*Directions:* Which of the lines below hold "Option"? Please return each one.

*Records shown:*
//! Forwarding of BACnet-side writes on published objects to host services.

use crate::host::{HostPlatform, ServiceCall};
use crate::mapping::{Mapping, PublishedType, WriteAction};
use bacbridge_core::codec::{as_float, as_int, truthy};
use bacbridge_core::{BacnetValue, HostValue};

const TOGGLE_DOMAINS: [&str; 4] = ["light", "switch", "fan", "group"];
const NUMBER_DOMAINS: [&str; 2] = ["number", "input_number"];

/// Host view of a value written over BACnet.
pub fn host_value(value: &BacnetValue) -> HostValue {
    match value {
        BacnetValue::Null => HostValue::Null,
        BacnetValue::Boolean(v) => HostValue::Bool(*v),
        BacnetValue::Unsigned(v) | BacnetValue::Enumerated(v) => HostValue::Number(f64::from(*v)),
        BacnetValue::Signed(v) => HostValue::Number(f64::from(*v)),
        BacnetValue::Real(v) => HostValue::Number(f64::from(*v)),
        BacnetValue::Double(v) => HostValue::Number(*v),
        BacnetValue::List(items) => HostValue::List(items.iter().map(host_value).collect()),
        other => other.as_text().map_or(HostValue::Null, HostValue::Text),
    }
}

/// Whether writes to this mapping can currently be forwarded, judged by the
/// host services available right now.
pub fn is_auto_writable(host: &dyn HostPlatform, mapping: &Mapping) -> bool {
    match mapping.write_action {
        Some(WriteAction::ClimateHvacMode) => return host.has_service("climate", "set_hvac_mode"),
        Some(WriteAction::ClimateTemperature) => return host.has_service("climate", "set_temperature"),
        None => {}
    }
    let domain = mapping.domain();
    if TOGGLE_DOMAINS.contains(&domain) {
        return host.has_service(domain, "turn_on") && host.has_service(domain, "turn_off");
    }
    if domain == "cover" {
        return host.has_service("cover", "open_cover") && host.has_service("cover", "close_cover");
    }
    if NUMBER_DOMAINS.contains(&domain) {
        return host.has_service(domain, "set_value");
    }
    false
}

/// Service call that applies `value` to the mapped entity, `None` when the
/// value cannot be expressed for it.
pub fn service_call_for(mapping: &Mapping, value: &BacnetValue) -> Option<ServiceCall> {
    let entity_id = mapping.entity_id.as_str();
    let value = host_value(value);
    match mapping.write_action {
        Some(WriteAction::ClimateHvacMode) => {
            let mode = if mapping.object_type == PublishedType::MultiStateValue {
                let states = mapping.state_labels();
                let index = as_int(&value).unwrap_or(0);
                let Some(label) = usize::try_from(index)
                    .ok()
                    .and_then(|index| index.checked_sub(1))
                    .and_then(|pos| states.get(pos))
                else {
                    log::warn!("hvac mode index {value} out of range for {entity_id}");
                    return None;
                };
                label.to_lowercase()
            } else if truthy(&value) {
                mapping.on_mode().to_string()
            } else {
                mapping.off_mode().to_string()
            };
            return Some(ServiceCall::new("climate", "set_hvac_mode", entity_id).with("hvac_mode", mode));
        }
        Some(WriteAction::ClimateTemperature) => {
            let temperature = as_float(&value)?;
            return Some(
                ServiceCall::new("climate", "set_temperature", entity_id).with("temperature", temperature),
            );
        }
        None => {}
    }

    let domain = mapping.domain();
    if TOGGLE_DOMAINS.contains(&domain) {
        let service = if truthy(&value) { "turn_on" } else { "turn_off" };
        return Some(ServiceCall::new(domain, service, entity_id));
    }
    if domain == "cover" {
        let service = if truthy(&value) { "open_cover" } else { "close_cover" };
        return Some(ServiceCall::new("cover", service, entity_id));
    }
    if NUMBER_DOMAINS.contains(&domain) {
        let number = as_float(&value)?;
        return Some(ServiceCall::new(domain, "set_value", entity_id).with("value", number));
    }
    None
}

/// Forwards a BACnet-side write to the host. Returns the call that was made.
pub fn forward_to_host(host: &dyn HostPlatform, mapping: &Mapping, value: &BacnetValue) -> Option<ServiceCall> {
    if !is_auto_writable(host, mapping) {
        log::debug!("write to {} not forwarded: host services unavailable", mapping.entity_id);
        return None;
    }
    let Some(call) = service_call_for(mapping, value) else {
        log::debug!("write {value} to {} has no host action", mapping.entity_id);
        return None;
    };
    log::info!("forwarding to {}.{} {:?}", call.domain, call.service, call.data);
    host.call_service(call.clone());
    Some(call)
}

#[cfg(test)]
mod tests {
    use super::*;
    use crate::host::MemoryHost;

    fn data(call: &ServiceCall, key: &str) -> Option<HostValue> {
        call.data.get(key).cloned()
    }

    #[test]
    fn toggles_binary_domains() {
        let host = MemoryHost::new();
        let mapping = Mapping::new("light.kitchen", PublishedType::BinaryValue, 1);
        assert!(forward_to_host(&host, &mapping, &BacnetValue::Enumerated(1)).is_none());

        host.register_service("light", "turn_on");
        host.register_service("light", "turn_off");
        let call = forward_to_host(&host, &mapping, &BacnetValue::Enumerated(1)).expect("call");
        assert_eq!((call.domain.as_str(), call.service.as_str()), ("light", "turn_on"));
        let call = forward_to_host(&host, &mapping, &BacnetValue::Enumerated(0)).expect("call");
        assert_eq!(call.service, "turn_off");
        assert_eq!(host.calls().len(), 2);
    }

    #[test]
    fn covers_open_and_close() {
        let mapping = Mapping::new("cover.garage", PublishedType::BinaryValue, 1);
        let call = service_call_for(&mapping, &BacnetValue::Boolean(true)).expect("call");
        assert_eq!(call.service, "open_cover");
        let call = service_call_for(&mapping, &BacnetValue::CharacterString("inactive".into()))
            .expect("call");
        assert_eq!(call.service, "close_cover");
    }

    #[test]
    fn numbers_set_value() {
        let mapping = Mapping::new("input_number.setpoint", PublishedType::AnalogValue, 1);
        let call = service_call_for(&mapping, &BacnetValue::Real(21.5)).expect("call");
        assert_eq!(call.service, "set_value");
        assert_eq!(data(&call, "value"), Some(HostValue::Number(21.5)));
        assert!(service_call_for(&mapping, &BacnetValue::CharacterString("n/a".into())).is_none());
    }

    #[test]
    fn climate_modes_follow_mapping() {
        let mut binary = Mapping::new("climate.living", PublishedType::BinaryValue, 1);
        binary.write_action = Some(WriteAction::ClimateHvacMode);
        let call = service_call_for(&binary, &BacnetValue::Enumerated(1)).expect("call");
        assert_eq!(data(&call, "hvac_mode"), Some(HostValue::from("heat")));
        let call = service_call_for(&binary, &BacnetValue::Enumerated(0)).expect("call");
        assert_eq!(data(&call, "hvac_mode"), Some(HostValue::from("off")));

        let mut multi = Mapping::new("climate.living", PublishedType::MultiStateValue, 2);
        multi.write_action = Some(WriteAction::ClimateHvacMode);
        multi.mv_states = vec!["off".into(), "Heat".into(), "cool".into()];
        let call = service_call_for(&multi, &BacnetValue::Unsigned(2)).expect("call");
        assert_eq!(data(&call, "hvac_mode"), Some(HostValue::from("heat")));
        assert!(service_call_for(&multi, &BacnetValue::Unsigned(4)).is_none());
        assert!(service_call_for(&multi, &BacnetValue::Unsigned(0)).is_none());
    }

    #[test]
    fn climate_writes_need_climate_services() {
        let host = MemoryHost::new();
        let mut target = Mapping::new("climate.living", PublishedType::AnalogValue, 3);
        target.write_action = Some(WriteAction::ClimateTemperature);
        assert!(!is_auto_writable(&host, &target));
        host.register_service("climate", "set_temperature");
        assert!(is_auto_writable(&host, &target));

        let call = forward_to_host(&host, &target, &BacnetValue::Real(22.0)).expect("call");
        assert_eq!(data(&call, "temperature"), Some(HostValue::Number(22.0)));
    }

    #[test]
    fn unknown_domains_are_not_writable() {
        let host = MemoryHost::new();
        host.register_service("sensor", "set_value");
        let mapping = Mapping::new("sensor.outdoor", PublishedType::AnalogValue, 1);
        assert!(!is_auto_writable(&host, &mapping));
        assert!(service_call_for(&mapping, &BacnetValue::Real(1.0)).is_none());
    }
}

*Response to this exercise:*
pub fn service_call_for(mapping: &Mapping, value: &BacnetValue) -> Option<ServiceCall> {
pub fn forward_to_host(host: &dyn HostPlatform, mapping: &Mapping, value: &BacnetValue) -> Option<ServiceCall> {
    fn data(call: &ServiceCall, key: &str) -> Option<HostValue> {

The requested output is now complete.